• **Task directions**
Copy verbatim the block of lines in the entries below whose first line contains "use super::*;" and whose last line contains "let specs: Mapping". Leave out all other lines.

• **Task inputs**

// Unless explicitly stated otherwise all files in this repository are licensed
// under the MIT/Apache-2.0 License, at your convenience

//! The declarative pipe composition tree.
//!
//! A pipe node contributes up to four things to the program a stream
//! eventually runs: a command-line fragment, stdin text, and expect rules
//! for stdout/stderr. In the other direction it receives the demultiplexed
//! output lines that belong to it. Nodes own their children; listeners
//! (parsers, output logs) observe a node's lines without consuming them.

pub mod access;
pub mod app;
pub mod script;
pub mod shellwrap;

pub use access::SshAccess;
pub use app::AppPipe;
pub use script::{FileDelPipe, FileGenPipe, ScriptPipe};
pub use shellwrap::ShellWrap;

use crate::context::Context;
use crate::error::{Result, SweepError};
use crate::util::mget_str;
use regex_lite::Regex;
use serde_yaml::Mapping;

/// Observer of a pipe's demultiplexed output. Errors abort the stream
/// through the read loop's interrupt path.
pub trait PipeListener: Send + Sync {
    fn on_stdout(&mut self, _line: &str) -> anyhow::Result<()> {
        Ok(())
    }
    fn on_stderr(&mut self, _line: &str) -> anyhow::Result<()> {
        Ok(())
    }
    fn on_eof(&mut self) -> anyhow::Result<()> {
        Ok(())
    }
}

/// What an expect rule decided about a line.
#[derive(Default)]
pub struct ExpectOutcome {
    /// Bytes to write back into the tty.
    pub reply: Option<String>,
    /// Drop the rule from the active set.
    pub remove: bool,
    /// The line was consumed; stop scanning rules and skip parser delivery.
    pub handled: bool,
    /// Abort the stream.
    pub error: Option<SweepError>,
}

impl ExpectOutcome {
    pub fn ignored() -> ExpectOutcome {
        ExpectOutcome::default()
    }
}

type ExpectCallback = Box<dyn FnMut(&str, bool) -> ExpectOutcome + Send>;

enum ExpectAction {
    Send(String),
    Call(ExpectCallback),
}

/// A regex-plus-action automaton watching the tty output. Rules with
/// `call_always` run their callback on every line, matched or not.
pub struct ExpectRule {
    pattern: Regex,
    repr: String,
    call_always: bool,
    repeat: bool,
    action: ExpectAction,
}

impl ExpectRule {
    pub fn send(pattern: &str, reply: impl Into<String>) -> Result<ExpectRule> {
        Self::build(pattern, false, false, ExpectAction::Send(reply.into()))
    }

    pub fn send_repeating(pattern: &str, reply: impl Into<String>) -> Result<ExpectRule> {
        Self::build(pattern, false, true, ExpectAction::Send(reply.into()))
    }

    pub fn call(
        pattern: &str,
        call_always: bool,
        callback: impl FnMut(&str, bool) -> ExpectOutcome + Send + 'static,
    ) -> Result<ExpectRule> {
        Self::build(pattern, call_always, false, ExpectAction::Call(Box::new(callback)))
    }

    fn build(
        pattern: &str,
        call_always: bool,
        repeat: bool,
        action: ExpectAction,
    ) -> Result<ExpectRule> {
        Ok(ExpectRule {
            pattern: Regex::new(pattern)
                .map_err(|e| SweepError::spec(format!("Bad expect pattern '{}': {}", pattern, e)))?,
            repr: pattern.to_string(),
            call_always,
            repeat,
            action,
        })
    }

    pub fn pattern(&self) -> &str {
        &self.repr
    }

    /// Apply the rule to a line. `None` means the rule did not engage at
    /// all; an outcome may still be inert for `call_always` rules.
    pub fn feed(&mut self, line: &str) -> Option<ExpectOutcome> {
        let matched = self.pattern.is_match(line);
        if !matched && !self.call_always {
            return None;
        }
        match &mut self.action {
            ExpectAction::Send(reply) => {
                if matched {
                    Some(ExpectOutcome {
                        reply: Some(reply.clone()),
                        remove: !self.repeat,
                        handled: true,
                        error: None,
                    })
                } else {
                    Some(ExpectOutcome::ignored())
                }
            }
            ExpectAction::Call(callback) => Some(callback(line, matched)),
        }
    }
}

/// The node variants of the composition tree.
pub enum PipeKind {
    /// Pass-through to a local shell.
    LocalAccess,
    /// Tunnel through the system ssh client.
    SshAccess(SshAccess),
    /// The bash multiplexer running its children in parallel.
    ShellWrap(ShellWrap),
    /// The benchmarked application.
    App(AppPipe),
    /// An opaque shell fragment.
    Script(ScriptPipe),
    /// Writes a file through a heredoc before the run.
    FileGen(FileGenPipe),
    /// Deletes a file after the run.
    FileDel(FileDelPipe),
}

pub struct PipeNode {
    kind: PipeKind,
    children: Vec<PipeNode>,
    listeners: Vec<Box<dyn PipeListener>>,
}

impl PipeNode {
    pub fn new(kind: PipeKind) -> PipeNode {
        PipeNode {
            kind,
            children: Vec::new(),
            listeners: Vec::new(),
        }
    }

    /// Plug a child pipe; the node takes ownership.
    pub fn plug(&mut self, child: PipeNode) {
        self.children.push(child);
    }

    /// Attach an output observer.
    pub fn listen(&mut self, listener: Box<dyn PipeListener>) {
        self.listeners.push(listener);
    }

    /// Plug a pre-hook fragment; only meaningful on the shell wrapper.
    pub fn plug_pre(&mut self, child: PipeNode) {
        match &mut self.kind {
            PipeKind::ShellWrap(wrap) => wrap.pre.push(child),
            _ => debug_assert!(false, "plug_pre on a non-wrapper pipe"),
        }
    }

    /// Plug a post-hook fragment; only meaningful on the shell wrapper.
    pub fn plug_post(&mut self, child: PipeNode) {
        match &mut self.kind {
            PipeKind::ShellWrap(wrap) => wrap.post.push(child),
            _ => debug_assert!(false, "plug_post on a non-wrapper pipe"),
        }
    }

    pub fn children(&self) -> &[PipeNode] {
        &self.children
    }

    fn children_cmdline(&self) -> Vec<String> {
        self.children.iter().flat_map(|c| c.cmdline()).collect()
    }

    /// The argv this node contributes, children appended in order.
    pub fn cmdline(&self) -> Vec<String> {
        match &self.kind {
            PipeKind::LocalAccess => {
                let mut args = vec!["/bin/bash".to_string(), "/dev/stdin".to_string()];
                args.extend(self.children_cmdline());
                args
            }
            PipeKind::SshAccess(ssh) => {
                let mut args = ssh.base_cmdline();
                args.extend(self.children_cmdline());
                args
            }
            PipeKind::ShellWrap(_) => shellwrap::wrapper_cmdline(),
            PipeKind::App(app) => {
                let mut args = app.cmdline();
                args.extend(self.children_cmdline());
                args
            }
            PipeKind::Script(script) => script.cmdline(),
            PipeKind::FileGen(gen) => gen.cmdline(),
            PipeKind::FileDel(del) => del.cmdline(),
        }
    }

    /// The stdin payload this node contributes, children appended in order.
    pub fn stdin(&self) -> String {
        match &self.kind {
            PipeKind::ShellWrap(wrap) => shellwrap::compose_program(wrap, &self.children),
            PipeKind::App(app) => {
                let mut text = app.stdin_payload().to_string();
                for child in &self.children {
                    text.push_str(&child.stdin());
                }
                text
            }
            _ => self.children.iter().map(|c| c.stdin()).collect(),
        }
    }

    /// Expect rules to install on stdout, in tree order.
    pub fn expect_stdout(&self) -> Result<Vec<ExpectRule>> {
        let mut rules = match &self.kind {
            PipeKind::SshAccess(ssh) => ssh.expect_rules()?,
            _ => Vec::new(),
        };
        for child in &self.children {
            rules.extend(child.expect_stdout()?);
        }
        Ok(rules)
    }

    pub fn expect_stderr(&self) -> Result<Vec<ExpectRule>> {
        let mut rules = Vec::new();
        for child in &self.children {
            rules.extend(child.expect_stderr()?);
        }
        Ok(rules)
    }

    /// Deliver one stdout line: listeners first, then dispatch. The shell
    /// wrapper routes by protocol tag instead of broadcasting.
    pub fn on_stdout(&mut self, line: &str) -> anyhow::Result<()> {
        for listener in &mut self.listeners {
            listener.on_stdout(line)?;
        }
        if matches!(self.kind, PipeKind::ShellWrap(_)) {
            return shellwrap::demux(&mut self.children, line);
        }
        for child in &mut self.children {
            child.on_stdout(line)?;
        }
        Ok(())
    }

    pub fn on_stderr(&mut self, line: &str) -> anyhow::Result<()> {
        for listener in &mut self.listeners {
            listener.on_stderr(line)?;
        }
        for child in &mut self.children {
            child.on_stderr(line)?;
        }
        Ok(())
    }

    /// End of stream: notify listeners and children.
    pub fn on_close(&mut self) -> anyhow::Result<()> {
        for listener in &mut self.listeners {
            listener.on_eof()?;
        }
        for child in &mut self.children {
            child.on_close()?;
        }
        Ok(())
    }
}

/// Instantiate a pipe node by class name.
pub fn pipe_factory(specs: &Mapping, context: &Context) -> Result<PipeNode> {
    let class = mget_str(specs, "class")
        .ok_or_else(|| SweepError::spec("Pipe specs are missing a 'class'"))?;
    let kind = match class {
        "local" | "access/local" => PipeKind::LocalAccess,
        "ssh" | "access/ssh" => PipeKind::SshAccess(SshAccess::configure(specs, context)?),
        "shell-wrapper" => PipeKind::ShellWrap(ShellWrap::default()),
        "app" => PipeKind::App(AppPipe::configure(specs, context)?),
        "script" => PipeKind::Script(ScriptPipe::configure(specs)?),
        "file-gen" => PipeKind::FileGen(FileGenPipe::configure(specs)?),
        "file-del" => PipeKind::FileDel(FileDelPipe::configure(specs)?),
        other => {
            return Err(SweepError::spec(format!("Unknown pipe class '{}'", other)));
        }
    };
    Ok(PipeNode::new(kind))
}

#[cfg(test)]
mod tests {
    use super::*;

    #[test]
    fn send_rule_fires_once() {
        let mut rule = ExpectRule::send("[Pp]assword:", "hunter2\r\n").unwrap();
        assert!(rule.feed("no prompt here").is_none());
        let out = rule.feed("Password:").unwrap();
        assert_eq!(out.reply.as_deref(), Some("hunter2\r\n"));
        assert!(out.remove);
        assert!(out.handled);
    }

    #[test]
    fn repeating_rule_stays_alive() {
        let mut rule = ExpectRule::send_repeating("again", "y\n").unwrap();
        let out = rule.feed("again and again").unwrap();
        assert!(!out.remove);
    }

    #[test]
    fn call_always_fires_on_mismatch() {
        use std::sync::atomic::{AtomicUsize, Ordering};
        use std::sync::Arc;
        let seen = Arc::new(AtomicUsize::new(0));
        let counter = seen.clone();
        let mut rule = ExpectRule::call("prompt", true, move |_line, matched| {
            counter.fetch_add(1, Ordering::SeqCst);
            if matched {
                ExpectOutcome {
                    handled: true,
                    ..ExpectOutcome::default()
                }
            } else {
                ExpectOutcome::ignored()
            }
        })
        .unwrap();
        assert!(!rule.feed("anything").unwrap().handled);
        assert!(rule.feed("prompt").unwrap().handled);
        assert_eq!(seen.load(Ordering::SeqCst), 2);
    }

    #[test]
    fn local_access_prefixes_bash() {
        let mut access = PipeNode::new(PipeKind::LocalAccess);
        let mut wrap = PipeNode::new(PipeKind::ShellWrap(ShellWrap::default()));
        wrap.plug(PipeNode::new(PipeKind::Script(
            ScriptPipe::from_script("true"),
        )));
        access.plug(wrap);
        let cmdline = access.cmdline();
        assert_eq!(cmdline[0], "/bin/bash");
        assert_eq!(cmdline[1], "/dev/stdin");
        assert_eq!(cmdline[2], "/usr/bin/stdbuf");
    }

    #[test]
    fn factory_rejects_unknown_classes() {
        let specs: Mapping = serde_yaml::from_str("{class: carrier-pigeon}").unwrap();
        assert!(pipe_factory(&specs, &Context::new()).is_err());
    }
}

• **Solution**
    use super::*;

    #[test]
    fn send_rule_fires_once() {
        let mut rule = ExpectRule::send("[Pp]assword:", "hunter2\r\n").unwrap();
        assert!(rule.feed("no prompt here").is_none());
        let out = rule.feed("Password:").unwrap();
        assert_eq!(out.reply.as_deref(), Some("hunter2\r\n"));
        assert!(out.remove);
        assert!(out.handled);
    }

    #[test]
    fn repeating_rule_stays_alive() {
        let mut rule = ExpectRule::send_repeating("again", "y\n").unwrap();
        let out = rule.feed("again and again").unwrap();
        assert!(!out.remove);
    }

    #[test]
    fn call_always_fires_on_mismatch() {
        use std::sync::atomic::{AtomicUsize, Ordering};
        use std::sync::Arc;
        let seen = Arc::new(AtomicUsize::new(0));
        let counter = seen.clone();
        let mut rule = ExpectRule::call("prompt", true, move |_line, matched| {
            counter.fetch_add(1, Ordering::SeqCst);
            if matched {
                ExpectOutcome {
                    handled: true,
                    ..ExpectOutcome::default()
                }
            } else {
                ExpectOutcome::ignored()
            }
        })
        .unwrap();
        assert!(!rule.feed("anything").unwrap().handled);
        assert!(rule.feed("prompt").unwrap().handled);
        assert_eq!(seen.load(Ordering::SeqCst), 2);
    }

    #[test]
    fn local_access_prefixes_bash() {
        let mut access = PipeNode::new(PipeKind::LocalAccess);
        let mut wrap = PipeNode::new(PipeKind::ShellWrap(ShellWrap::default()));
        wrap.plug(PipeNode::new(PipeKind::Script(
            ScriptPipe::from_script("true"),
        )));
        access.plug(wrap);
        let cmdline = access.cmdline();
        assert_eq!(cmdline[0], "/bin/bash");
        assert_eq!(cmdline[1], "/dev/stdin");
        assert_eq!(cmdline[2], "/usr/bin/stdbuf");
    }

    #[test]
    fn factory_rejects_unknown_classes() {
        let specs: Mapping = serde_yaml::from_str("{class: carrier-pigeon}").unwrap();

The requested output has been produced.